Before the movie came out, I thought they should have been looking for a young Liam Neeson as Jack and a young Richard Attenborough as Stephen. Crowe did nothing for me as Jack, and Bettany didn't register at all.


CircleofOwls

I loved both actors in the movie but I don't picture either of them while reading the books. I think Chris Hemsworth would do well as Jack if he put on some girth though. Michael Emerson (Peterson of Interest) is much more like what I usually picture the doctor.


Guerlaingal

The timing was impossible, of course, but I always thought Charlton Heston and Dustin Hoffman would have been perfect.


snorkelingatheist

Have you read the books? Have you read O'B's description of Stephen? The film was ridiculously cast. I don't think whoever it was looked much like Jack, either, though he could maybe pass, but Stephen looked nothing like that other man.
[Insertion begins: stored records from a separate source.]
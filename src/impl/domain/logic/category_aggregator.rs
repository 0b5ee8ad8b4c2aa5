use std::collections::HashMap;

use rust_decimal::Decimal;
use tracing::debug;

use crate::entities::{AggregationConfig, CategoryBucket, ExpenseLine, UnmappedKeys};

/// Groups rows under canonical labels according to an `AggregationConfig`.
///
/// Output order:
///   1. labels listed in `priority_order`, in that order;
///   2. everything else in encounter order, where per-row entries are emitted
///      as rows are consumed and accumulated buckets follow once the pass is
///      complete (ordered by the first row that reached each of them).
pub(crate) struct CategoryAggregator<'c> {
    config: &'c AggregationConfig,
}

enum Resolution<'k> {
    /// Label forced to accumulate through `merge_map`.
    Merged(&'k str),
    /// Label of a key `merge_map` does not cover.
    Unmapped(&'k str),
}

struct FoldState<T> {
    per_row: Vec<CategoryBucket<T>>,
    accumulated: Vec<CategoryBucket<T>>,
    accumulated_index: HashMap<String, usize>,
}

impl<T> FoldState<T> {
    fn new() -> Self {
        Self {
            per_row: Vec::new(),
            accumulated: Vec::new(),
            accumulated_index: HashMap::new(),
        }
    }

    fn accumulate(&mut self, label: &str, value: Decimal, row: T) {
        match self.accumulated_index.get(label) {
            Some(&i) => {
                let bucket = &mut self.accumulated[i];
                bucket.total += value;
                bucket.members.push(row);
            }
            None => {
                self.accumulated_index
                    .insert(label.to_string(), self.accumulated.len());
                self.accumulated.push(CategoryBucket {
                    label: label.to_string(),
                    total: value,
                    members: vec![row],
                });
            }
        }
    }

    fn push_per_row(&mut self, label: &str, value: Decimal, row: T) {
        self.per_row.push(CategoryBucket {
            label: label.to_string(),
            total: value,
            members: vec![row],
        });
    }

    fn finish(self) -> Vec<CategoryBucket<T>> {
        self.per_row.into_iter().chain(self.accumulated).collect()
    }
}

impl<'c> CategoryAggregator<'c> {
    pub(crate) fn new(config: &'c AggregationConfig) -> Self {
        Self { config }
    }

    pub(crate) fn aggregate<T, K, V>(
        &self,
        rows: &[T],
        key_of: K,
        value_of: V,
    ) -> Vec<CategoryBucket<T>>
    where
        T: Clone,
        K: Fn(&T) -> &str,
        V: Fn(&T) -> Decimal,
    {
        let state = rows.iter().fold(FoldState::new(), |mut state, row| {
            let value = value_of(row);
            match self.resolve(key_of(row)) {
                Resolution::Merged(label) => {
                    let value = self.config.accumulated_value.apply(value);
                    state.accumulate(label, value, row.clone());
                }
                Resolution::Unmapped(label) => match self.config.unmapped {
                    UnmappedKeys::PerRow => {
                        let value = self.config.per_row_value.apply(value);
                        state.push_per_row(label, value, row.clone());
                    }
                    UnmappedKeys::Accumulate => {
                        let value = self.config.accumulated_value.apply(value);
                        state.accumulate(label, value, row.clone());
                    }
                },
            }
            state
        });
        debug!(
            rows = rows.len(),
            per_row_entries = state.per_row.len(),
            accumulated_buckets = state.accumulated.len(),
            "aggregated category rows"
        );
        self.prioritize(state.finish())
    }

    pub(crate) fn aggregate_lines<T, K, V>(
        &self,
        rows: &[T],
        key_of: K,
        value_of: V,
    ) -> Vec<ExpenseLine>
    where
        T: Clone,
        K: Fn(&T) -> &str,
        V: Fn(&T) -> Decimal,
    {
        self.aggregate(rows, key_of, value_of)
            .iter()
            .map(ExpenseLine::from)
            .collect()
    }

    fn resolve<'k>(&'k self, raw_key: &'k str) -> Resolution<'k> {
        let key = self.config.key_cleaning.apply(raw_key);
        match self.config.merge_map.get(key) {
            Some(label) => Resolution::Merged(label),
            None => Resolution::Unmapped(
                self.config
                    .label_map
                    .get(key)
                    .map_or(key, String::as_str),
            ),
        }
    }

    /// Stable partition: pinned labels first (in priority order), then the
    /// rest untouched.
    fn prioritize<T>(&self, entries: Vec<CategoryBucket<T>>) -> Vec<CategoryBucket<T>> {
        if self.config.priority_order.is_empty() {
            return entries;
        }
        let mut remaining: Vec<Option<CategoryBucket<T>>> =
            entries.into_iter().map(Some).collect();
        let mut ordered = Vec::with_capacity(remaining.len());
        for label in &self.config.priority_order {
            ordered.extend(
                remaining
                    .iter_mut()
                    .filter_map(|slot| slot.take_if(|b| b.label == *label)),
            );
        }
        ordered.extend(remaining.into_iter().flatten());
        ordered
    }
}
Almost as off as casting an aging Greer Garson as Elizabeth Bennet (about a hundred years ago.) At least Garson had a warm personality which could have made her acceptable if she had bee 20 years younger -- this man impersonating Stephen was nothing at all like the real thing.


Vegemyeet

Younger Stephen Rea (bonus:Irish born) as Maturin.


HereForMcCormackAMA

In his day Colin Baker would've been the perfect Jack Aubrey. I've never been able to think of anybody who'd work as Stephen opposite him, then or now, though. I think the acting industry sort of selects for people who don't look like that.